Work request — Search the entries for the word "FailureKind" and return every line where it is found.

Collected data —
══════

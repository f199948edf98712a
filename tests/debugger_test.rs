//! Debug session timer, memory warnings and persistence

use kodegen_tools_siteaudit::audit_engine::{ProgressTracker, TaskOutcome, TaskRecord, build_summary};
use kodegen_tools_siteaudit::errors::FailureKind;
use kodegen_tools_siteaudit::{
    AccessibilityResult, AnalyzerFlags, AuditDebugger, DebugConfig, PersistenceError, TestSummary,
};
use std::time::Duration;
use tempfile::TempDir;

fn quiet_config() -> DebugConfig {
    // long interval: only the timer's immediate first tick could fire
    DebugConfig::default().with_snapshot_interval(Duration::from_secs(3600))
}

fn summary() -> TestSummary {
    let mut ok = AccessibilityResult::new("https://a.test/", AnalyzerFlags::default());
    ok.finalize(1_000);
    let records = vec![
        TaskRecord {
            index: 0,
            url: ok.url.clone(),
            outcome: TaskOutcome::Completed(Box::new(ok)),
            attempts: 1,
            duration_ms: 1_000,
        },
        TaskRecord {
            index: 1,
            url: "https://a.test/b".to_string(),
            outcome: TaskOutcome::Failed {
                error: "net::ERR_TIMED_OUT".to_string(),
                kind: FailureKind::Timeout,
            },
            attempts: 3,
            duration_ms: 1_500,
        },
        TaskRecord {
            index: 2,
            url: "https://a.test/c".to_string(),
            outcome: TaskOutcome::RedirectSkipped {
                target: "https://a.test/d".to_string(),
            },
            attempts: 1,
            duration_ms: 500,
        },
        TaskRecord::cancelled(3, "https://a.test/e".to_string()),
    ];
    build_summary(records, 4, 60_000)
}

#[tokio::test]
async fn timer_collects_snapshots_until_the_session_ends() {
    let tracker = ProgressTracker::new();
    tracker.start_run(4);
    let config = DebugConfig::default().with_snapshot_interval(Duration::from_millis(20));
    let mut debugger = AuditDebugger::start_session(config, tracker);
    assert!(debugger.is_active());

    tokio::time::sleep(Duration::from_millis(150)).await;
    let session = debugger.end_session();
    assert!(!debugger.is_active());
    assert!(session.snapshots.len() >= 3, "got {}", session.snapshots.len());
    assert!(session.ended_at.is_some());
    assert!(session.snapshots.iter().all(|s| s.total_pages == 4 && s.in_flight_pages == 0));
    for pair in session.snapshots.windows(2) {
        assert!(pair[0].elapsed_ms <= pair[1].elapsed_ms);
    }

    let count = session.snapshots.len();
    tokio::time::sleep(Duration::from_millis(100)).await;
    assert_eq!(debugger.snapshots().len(), count);

    // ending twice keeps the first end time
    assert_eq!(debugger.end_session().ended_at, session.ended_at);
}

#[tokio::test]
async fn dropping_the_debugger_stops_its_timer() {
    let tracker = ProgressTracker::new();
    tracker.start_run(2);
    let config = DebugConfig::default().with_snapshot_interval(Duration::from_millis(10));
    let debugger = AuditDebugger::start_session(config, tracker);
    let watch = debugger.watch();

    tokio::time::sleep(Duration::from_millis(50)).await;
    assert!(watch.timer_running());
    assert!(watch.snapshot_count() >= 1);

    // no end_session, as when the run bails out with an error
    drop(debugger);
    tokio::time::sleep(Duration::from_millis(20)).await;
    assert!(!watch.timer_running());

    let count = watch.snapshot_count();
    tokio::time::sleep(Duration::from_millis(60)).await;
    assert_eq!(watch.snapshot_count(), count);
}

#[tokio::test]
async fn take_snapshot_records_counters_and_memory() {
    let mut debugger = AuditDebugger::start_session(quiet_config(), ProgressTracker::new());
    debugger.end_session();

    let snapshot = debugger.take_snapshot(10, 4, 1);
    assert_eq!(snapshot.total_pages, 10);
    assert_eq!(snapshot.completed_pages, 4);
    assert_eq!(snapshot.failed_pages, 1);
    assert!(snapshot.memory_mb >= 0.0);
    assert_eq!(debugger.snapshots().last(), Some(&snapshot));
}

#[tokio::test]
async fn memory_warning_fires_once_per_excursion() {
    let config = quiet_config().with_memory_warning_threshold_mb(100);
    let mut debugger = AuditDebugger::start_session(config, ProgressTracker::new());
    debugger.end_session();

    assert!(!debugger.check_memory_warning(50.0));
    assert!(debugger.check_memory_warning(150.0));
    assert!(!debugger.check_memory_warning(160.0));
    // below the threshold but above 90 MB: still disarmed
    assert!(!debugger.check_memory_warning(95.0));
    assert!(!debugger.check_memory_warning(120.0));
    // re-armed below 90 MB
    assert!(!debugger.check_memory_warning(80.0));
    assert!(debugger.check_memory_warning(130.0));

    assert_eq!(debugger.memory_warnings(), 2);
}

#[tokio::test]
async fn snapshots_run_the_memory_check() {
    let config = quiet_config().with_memory_warning_threshold_mb(100);
    let mut debugger = AuditDebugger::start_session(config, ProgressTracker::new());
    debugger.end_session();

    debugger.record_snapshot(1, 0, 0, 500.0);
    debugger.record_snapshot(1, 1, 0, 600.0);
    assert_eq!(debugger.memory_warnings(), 1);
}

#[tokio::test]
async fn performance_report_math() {
    let mut debugger = AuditDebugger::start_session(quiet_config(), ProgressTracker::new());
    debugger.end_session();

    debugger.record_snapshot(4, 1, 0, 100.0);
    debugger.record_snapshot(4, 2, 1, 300.0);
    debugger.record_snapshot(4, 4, 1, 200.0);

    let report = debugger.generate_performance_report(Some(&summary()));
    assert_eq!(report.snapshot_count, 3);
    assert_eq!(report.peak_memory_mb, 300.0);
    assert_eq!(report.average_memory_mb, 200.0);
    // three dispatched tasks over 3000 ms; the cancelled one never ran
    assert_eq!(report.average_task_duration_ms, Some(1_000.0));
    assert_eq!(report.throughput_pages_per_minute, Some(3.0));
    assert_eq!(report.session_id, debugger.session_id());

    let bare = debugger.generate_performance_report(None);
    assert_eq!(bare.average_task_duration_ms, None);
    assert_eq!(bare.throughput_pages_per_minute, None);
}

#[tokio::test]
async fn debug_data_is_written_to_the_output_dir() {
    let dir = TempDir::new().unwrap();
    let out = dir.path().join("nested").join("debug");
    let config = quiet_config().with_output_dir(&out).with_file_prefix("run1");
    let mut debugger = AuditDebugger::start_session(config, ProgressTracker::new());
    debugger.end_session();
    debugger.record_snapshot(4, 4, 1, 123.0);

    let summary = summary();
    let artifacts = debugger.save_audit_debug_data(&summary).await.unwrap();

    assert_eq!(artifacts.timeline_path, out.join("run1-timeline.json"));
    assert_eq!(artifacts.summary_path, out.join("run1-summary.json"));

    let saved: TestSummary =
        serde_json::from_slice(&std::fs::read(&artifacts.summary_path).unwrap()).unwrap();
    assert_eq!(saved, summary);

    let timeline: serde_json::Value =
        serde_json::from_slice(&std::fs::read(&artifacts.timeline_path).unwrap()).unwrap();
    assert_eq!(timeline["session"]["session_id"], debugger.session_id());
    let snapshots = timeline["session"]["snapshots"].as_array().unwrap();
    assert_eq!(snapshots.last().unwrap()["memory_mb"], 123.0);
    assert_eq!(timeline["performance"]["peak_memory_mb"], 123.0);
}

#[tokio::test]
async fn default_prefix_uses_the_session_id() {
    let dir = TempDir::new().unwrap();
    let mut debugger =
        AuditDebugger::start_session(quiet_config().with_output_dir(dir.path()), ProgressTracker::new());
    debugger.end_session();

    let artifacts = debugger.save_audit_debug_data(&summary()).await.unwrap();
    let name = artifacts.summary_path.file_name().unwrap().to_string_lossy().to_string();
    assert_eq!(name, format!("audit-{}-summary.json", debugger.session_id()));
}

#[tokio::test]
async fn unwritable_output_dir_is_an_error_not_a_panic() {
    let dir = TempDir::new().unwrap();
    let blocker = dir.path().join("not-a-dir");
    std::fs::write(&blocker, b"file").unwrap();

    let config = quiet_config().with_output_dir(blocker.join("debug"));
    let mut debugger = AuditDebugger::start_session(config, ProgressTracker::new());
    debugger.end_session();

    let err = debugger.save_audit_debug_data(&summary()).await.unwrap_err();
    assert!(matches!(err, PersistenceError::CreateDir { .. }));
}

══════

Answer —
use kodegen_tools_siteaudit::errors::FailureKind;
                kind: FailureKind::Timeout,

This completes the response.